I have chosen to live child-free for myriad reasons. One of the strongest was the fear that I might pass along addiction, depression and anxiety. For me, it was the right decision. My guess is that most parents do not have children with the intention of treating them horribly and causing them enormous pain, but sadly humans aren’t always equipped to take care of themselves, let alone their children.
Why do addicts drag their families halfway into the grave with them?
They don’t. Anyone who loves someone with an addiction needs to get professional help to learn how to protect themselves and their children. People in active addiction can be out of control and may hurt and manipulate the people closest to them.
Why does someone start?
The reasons are different for each person. For me it was a combination of curiosity and rebellion. I wanted to do what I wasn’t supposed to do, like some kind of rite of passage towards adulthood. I romanticized dead rock stars who’d lived fast and died young. I wanted to die because life felt too hard.
Can an addict see how sick they are when they look in the mirror?
Sometimes, but denial is a large part of any addiction. Many addicts lie to themselves. Most minimize, justify, and rationalize what they’re doing to themselves and others.
How is it so easy to lie about everything?
That is part of the mental illness. I believed my own lies. I also felt dissociated. I didn’t have a compass for right and wrong anymore. I ran on the fumes of need. One therapist described me as sociopathic. That may or may not have been true. I was traumatized by a gang rape at 13 by classmates. I became cut off from my feelings and reality. I was enraged and incapable of empathizing with others in a normal way.
Why do addicts blame other people?
When an addict blames other people, it could be that their sense of reality is so altered that they actually believe their problems were caused by other people. Or they might be attempting to gain sympathy and attention. Or maybe they are trying to manipulate others in order to get what they believe they need.
What is it about life that is so hard that an addict can’t handle it without drugs or alcohol?
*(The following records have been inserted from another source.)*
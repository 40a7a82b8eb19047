use std::io::{self, BufRead};
use std::path::PathBuf;

use clap::Parser;
use concentra::{ChooseOutcome, GameSession, PrefStore, ThemeStore};

#[derive(Debug, Parser)]
#[command(name = "play", about = "Concentra interactive round player")]
struct Args {
    /// Preference store file holding the theme catalog
    #[arg(long, default_value = "themes.json")]
    store: PathBuf,

    /// Catalog name within the store
    #[arg(long, default_value = "default")]
    catalog: String,

    /// Theme to play, by name; defaults to the first playable theme
    #[arg(long)]
    theme: Option<String>,

    /// Seed for reproducible deals
    #[arg(long, default_value_t = 0x00C0_FFEE_u64)]
    seed: u64,
}

fn print_board(session: &GameSession) {
    for (index, card) in session.cards().iter().enumerate() {
        if card.is_matched {
            print!("{index:>2}:({})  ", card.content);
        } else if card.is_face_up {
            print!("{index:>2}: {}   ", card.content);
        } else {
            print!("{index:>2}: ##  ");
        }
        if index % 4 == 3 {
            println!();
        }
    }
    println!();
}

fn print_status(session: &GameSession) {
    println!(
        "Score: {}  Pairs: {}/{}",
        session.score(),
        session.found_pairs_count(),
        session.number_of_pairs()
    );
}

fn main() -> Result<(), Box<dyn std::error::Error>> {
    let args = Args::parse();

    let mut prefs = PrefStore::open(&args.store)?;
    let store = ThemeStore::load_or_default(&prefs, &args.catalog)?;
    if !prefs.contains(&ThemeStore::store_key(&args.catalog)) {
        // First run: persist the seeded catalog so later edits start from it.
        store.save_to(&mut prefs)?;
        prefs.save()?;
    }

    let theme = match &args.theme {
        Some(name) => store
            .iter()
            .find(|t| t.name.eq_ignore_ascii_case(name))
            .ok_or_else(|| format!("no theme named '{name}' in catalog '{}'", args.catalog))?,
        None => store
            .playable()
            .next()
            .ok_or("catalog has no playable theme")?,
    };

    let mut session = GameSession::new(theme.clone(), args.seed)?;
    println!(
        "Playing '{}' with {} pairs. Enter a card number, 'r' to restart, 'q' to quit.",
        theme.name,
        session.number_of_pairs()
    );
    print_board(&session);

    let stdin = io::stdin();
    for line in stdin.lock().lines() {
        let line = line?;
        let cmd = line.trim();
        if cmd.is_empty() {
            continue;
        }
        if cmd.eq_ignore_ascii_case("q") {
            break;
        }
        if cmd.eq_ignore_ascii_case("r") {
            session.restart()?;
            println!("New round.");
            print_board(&session);
            continue;
        }
        let Ok(index) = cmd.parse::<usize>() else {
            println!("Unrecognized input '{cmd}'.");
            continue;
        };
        let Some(card) = session.cards().get(index) else {
            println!("No card at index {index}.");
            continue;
        };
        match session.choose(card.id) {
            ChooseOutcome::Ignored => println!("Card {index} cannot be chosen."),
            ChooseOutcome::Flipped => {}
            ChooseOutcome::Matched { points } => println!("Match! +{points}"),
            ChooseOutcome::Mismatched { penalty } => {
                if penalty > 0 {
                    println!("No match. -{penalty}");
                } else {
                    println!("No match.");
                }
            }
        }
        print_board(&session);
        print_status(&session);
        if session.is_end_of_round() {
            println!(
                "Round complete, final score {}. 'r' deals a new round, 'q' quits.",
                session.score()
            );
        }
    }

    Ok(())
}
I can only answer for myself. I had obsessive and horrible thoughts. I hated myself and I wanted to die. I obsessed about ways to kill myself. When I tried drugs and alcohol, all of that was lifted when I was high. It was like magic. When that magic stopped working I kept believing that I could get it back. I’m sure you’ve heard the expression, “Insanity is doing the same thing and expecting different results.” Every addict I have ever known had that form of insanity.
Is there a way to prevent it?
I’ve thought about that for decades. I still don’t know the answer. I think if there were a reliable means of prevention, we would have heard about it.